For it was true. At the time, Cambodia-Abscond was so profoundly beige, so limitlessly beige, that it was impossible to describe the Territory without resorting to that word. Not only that—as Yusuf and Francesca felt profoundly and viscerally upon their respective returns, the Territory seemed to demand that it be described just so, with that word and nothing else, apart perhaps from auxiliary words whose function would be to amplify the supremacy of that single, most fitting, most rightful word, beige.
Then the Colour Shift happened. When, nobody knew. No one had been around to witness the change. All anyone could say for certain was that by 1974—when the Territory began to be settled—Cambodia-Abscond was red.

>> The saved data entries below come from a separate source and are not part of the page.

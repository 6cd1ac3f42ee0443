mod audio;
mod cli;
mod code;
mod config;
mod encode;
mod environment;
mod error;
mod presets;
mod render;

use anyhow::{Context, Result};
use clap::Parser;
use indicatif::{ProgressBar, ProgressStyle};
use serde::Serialize;
use std::path::Path;
use std::time::Duration;

use audio::analysis::extract_features;
use audio::collector::{CancelToken, CollectionPlan, Pacing, SampleCollector};
use audio::decode::decode_audio;
use audio::snapshot::{AnalyserSource, SnapshotSource};
use cli::{CaptureArgs, Cli, CodeArgs, Command};
use code::grid::{encode, CodeGrid, CodeMetadata, Compatibility, GRID_SIZE};
use config::Config;
use encode::png::export_code;
use environment::diagnostics::EnvironmentReport;
use environment::recommend::{Recommendation, RecommendationMode};
use environment::spectrum::BandLevels;
use error::{CollectError, SourceError};
use presets::chain::ChainSettings;
use presets::registry::{PresetKey, PRESETS};
use render::frame::{shade_map, CodeRenderer, DEFAULT_CANVAS_SIZE};

#[derive(Serialize)]
struct AnalysisOutput<'a> {
    report: &'a EnvironmentReport,
    recommendation: &'a Recommendation,
}

#[derive(Serialize)]
struct AutoOutput<'a> {
    recommendation: &'a Recommendation,
    chain: &'a ChainSettings,
}

fn main() -> Result<()> {
    env_logger::Builder::from_env(env_logger::Env::default().default_filter_or("info"))
        .format_timestamp_millis()
        .init();

    let cli = Cli::parse();

    let config = match config::find_config_path(cli.config.as_deref()) {
        Some(path) => match config::load_config(&path) {
            Ok(cfg) => {
                log::info!("Loaded config from {}", path.display());
                cfg
            }
            Err(err) => {
                log::warn!("{:#}; using defaults", err);
                Config::default()
            }
        },
        None => Config::default(),
    };

    match cli.command {
        Command::Analyze(args) => run_capture(&args, &config, RecommendationMode::Analysis),
        Command::Auto(args) => run_capture(&args, &config, RecommendationMode::AutoApply),
        Command::Code(args) => run_code(&args, &config),
        Command::Inspect { path } => run_inspect(&path),
        Command::Presets { show } => list_presets(show.as_deref(), &config),
    }
}

fn run_capture(args: &CaptureArgs, config: &Config, mode: RecommendationMode) -> Result<()> {
    let base = match mode {
        RecommendationMode::Analysis => config.analysis,
        RecommendationMode::AutoApply => config.auto,
    };
    let plan = CollectionPlan {
        interval_ms: args.interval_ms.unwrap_or(base.interval_ms),
        duration_ms: args.duration_ms.unwrap_or(base.duration_ms),
    };
    plan.validate().context("Invalid sampling plan")?;

    let audio = decode_audio(&args.input)
        .with_context(|| format!("Failed to load {}", args.input.display()))?;
    let mut source = AnalyserSource::new(&audio, config.analyser.clone());

    let cancel = CancelToken::new();
    let handler_token = cancel.clone();
    if let Err(err) = ctrlc::set_handler(move || handler_token.cancel()) {
        log::warn!("Could not install Ctrl-C handler: {}", err);
    }

    let pacing = if args.realtime { Pacing::RealTime } else { Pacing::Immediate };
    let collector = SampleCollector::new(plan, pacing, cancel);

    match mode {
        RecommendationMode::Analysis => log::info!("Starting environment analysis..."),
        RecommendationMode::AutoApply => log::info!("Auto-analyzing environment..."),
    }
    log::info!(
        "Sampling {} snapshots of {} bins every {}ms",
        plan.snapshot_count(),
        source.bin_count(),
        plan.interval_ms
    );

    let pb = ProgressBar::new(collector.plan().snapshot_count() as u64);
    pb.set_style(
        ProgressStyle::default_bar()
            .template("[{elapsed_precise}] {bar:40.cyan/blue} {pos}/{len} samples ({percent}%)")?
            .progress_chars("=>-"),
    );

    let window = match collector.collect(&mut source, |done, _| pb.set_position(done as u64)) {
        Ok(window) => window,
        Err(err @ CollectError::Cancelled { .. })
        | Err(
            err @ CollectError::Source {
                source: SourceError::Exhausted { .. },
                ..
            },
        ) => {
            pb.abandon();
            log::warn!("Analysis skipped, discarded {} samples: {}", err.collected(), err);
            return Ok(());
        }
        Err(err) => {
            pb.abandon();
            return Err(err).context("Environment sampling failed");
        }
    };
    pb.finish_and_clear();
    log::info!(
        "Processing analysis results ({} snapshots, {} bins)...",
        window.len(),
        window.bin_count()
    );

    let recommendation = Recommendation::for_window(&window, mode);

    match mode {
        RecommendationMode::Analysis => {
            let report = EnvironmentReport::new(BandLevels::from_window(&window));
            if args.json {
                let output = AnalysisOutput {
                    report: &report,
                    recommendation: &recommendation,
                };
                println!("{}", serde_json::to_string_pretty(&output)?);
            } else {
                println!("{}", report);
                println!();
                println!("Recommended Template: {}", recommendation.name);
                println!("{}", recommendation.reason);
            }
            log::info!("Analysis complete! Recommended template: {}", recommendation.name);
        }
        RecommendationMode::AutoApply => {
            let chain =
                ChainSettings::auto_applied(recommendation.key.preset(), &config.processing);
            if args.json {
                let output = AutoOutput {
                    recommendation: &recommendation,
                    chain: &chain,
                };
                println!("{}", serde_json::to_string_pretty(&output)?);
            } else {
                println!("Recommended Template: {}", recommendation.name);
                println!("{}", recommendation.reason);
                println!();
                println!("{}", chain);
            }
            log::info!(
                "Auto-applied template: {} - Settings optimized!",
                recommendation.name
            );
        }
    }

    Ok(())
}

fn run_code(args: &CodeArgs, config: &Config) -> Result<()> {
    // CLI values apply only when they differ from their defaults
    let size = if args.size == DEFAULT_CANVAS_SIZE { config.code.canvas_size } else { args.size };
    let spectrum = args.spectrum.unwrap_or(config.code.spectrum);
    let grid_lines = config.code.grid_lines && !args.no_grid_lines;
    let output_dir = args.output_dir.clone().unwrap_or_else(|| config.code.output_dir.clone());
    if size < GRID_SIZE as u32 {
        anyhow::bail!("Canvas size {} is smaller than the {}x{} grid", size, GRID_SIZE, GRID_SIZE);
    }

    log::info!("Analyzing recorded audio for code generation...");
    let audio = decode_audio(&args.input)
        .with_context(|| format!("Failed to load {}", args.input.display()))?;

    let timestamp = jiff::Timestamp::now().as_millisecond();

    let spinner = ProgressBar::new_spinner();
    spinner.enable_steady_tick(Duration::from_millis(100));
    spinner.set_message("Extracting audio features...");
    let features = extract_features(&audio, spectrum);

    spinner.set_message("Generating visual code...");
    let code = encode(
        &features,
        CodeMetadata::new(audio.duration, audio.sample_rate, timestamp),
    );

    spinner.set_message("Rendering code image...");
    let renderer = CodeRenderer::new(size, grid_lines);
    let exported = export_code(&code, &renderer, &output_dir)?;
    spinner.finish_and_clear();

    print_metadata(&code);
    println!("Image:   {}", exported.image.display());
    println!("Sidecar: {}", exported.sidecar.display());

    log::info!("Audio code generated successfully!");
    Ok(())
}

fn run_inspect(path: &Path) -> Result<()> {
    let text = std::fs::read_to_string(path)
        .with_context(|| format!("Failed to read {}", path.display()))?;
    let loaded = CodeGrid::from_json(&text)
        .with_context(|| format!("Failed to load code from {}", path.display()))?;

    print_metadata(&loaded.code);
    if let Compatibility::VersionMismatch(version) = &loaded.compatibility {
        println!("Note: written by format version {}, read as {}", version, code::grid::FORMAT_VERSION);
    }
    println!();

    for row in shade_map(&loaded.code).iter() {
        let line: String = row
            .iter()
            .flat_map(|shade| std::iter::repeat(shade.glyph()).take(2))
            .collect();
        println!("|{}|", line);
    }
    Ok(())
}

fn print_metadata(code: &CodeGrid) {
    let metadata = &code.metadata;
    println!("Audio Visual Code");
    println!("Duration: {:.2}s", metadata.duration);
    println!("Sample Rate: {}Hz", metadata.sample_rate);
    println!("Grid Size: {}x{}", GRID_SIZE, GRID_SIZE);
    println!("Generated: {}", metadata.generated_at());
    println!("Version: {}", metadata.version);
}

fn list_presets(show: Option<&str>, config: &Config) -> Result<()> {
    if let Some(name) = show {
        let key: PresetKey = name.parse()?;
        let preset = key.preset();
        let chain = ChainSettings::from_preset(preset).with_overrides(&config.processing);
        println!("{} ({})", preset.name, key);
        println!("{}", preset.description);
        println!();
        println!("{}", chain);
        return Ok(());
    }

    println!("Available presets:");
    for preset in &PRESETS {
        println!("  {:<16} {:<22} {}", preset.key, preset.name, preset.description);
    }
    Ok(())
}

The first people to discover what had happened were a man and woman whose names were never recorded. They were startled, for they had counted on finding a reality that corresponded to what they had read in the Compendium records. Beige was appealing. Beige was soothing. Beige could cover over the multitude of sins they were seeking refuge from—the dark deeds that defied all description, exceeded all language, achieved their fullest expression only in the sweat-soaked nightmares that punctuated their restless slumbers. B
eige could help, and guarantee their solitude as well, for who else in their right mind would choose beige?
Understandably, it took some time for them to come to terms with beige’s absence. They spent the first day searching for beige high and low. Then they stamped their feet and cursed the Quest’s deception, vowing to give the Compendium staff a piece of their minds once their Sumfit constitutions had recovered enough to make another transfer.
After this, they made a brief attempt to negotiate with the cosmos: if not beige, at least not red; and if red, at least not blood (yes, blood—they were far too well acquainted with the stuff to delude themselves about that). Hadn’t they waded in enough bathtubfuls of it? Weren’t their souls drenched enough in it, as it were? Negotiations were unsuccessful, and the subsequent days passed in a fog of listlessness and despair. Their curse was undeserved survival. Running low on food and water, yet unable to acquiesce to death, they roused themselves and got to work.
Settlement in those days was undeniably tough. There were no preexisting communities to join or more experienced settlers to offer advice. There were no suppliers to provide seeds for planting or tools for building. And since the Quest provided no assistance apart from information about individual Territories and directions for transferring (the One was adamant about this: “Settlement is a side effect, not an aim, and not our responsibility”), the first generation of Sumfits who paved the way for others to settle in the More Known World were essentially on their own—pioneers in the truest sense.
Flee Town’s founders were no exception. Although they had brought as many supplies as they could carry, they had neglected to bring many items that would have been useful—a hammer, for instance, though they had brought two machetes. They’d also forgotten matches, but the wilderness survival guide they had packed helped them build their first fire. Foraging was stressful: if food watered by blood was unappealing, potentially poisonous food watered by blood was positively nerve-racking. Eventually they figured out which fruits and nuts were edible, which roots and shoots were tastiest—and they even found a way to prepare the grubs they found nesting in the trunks of the bloodwood trees so that they tasted like shrimp if you swallowed them at just the right time. (Too soon, and they tasted like grubs. Too late, and they tasted like grubs dipped in urine.)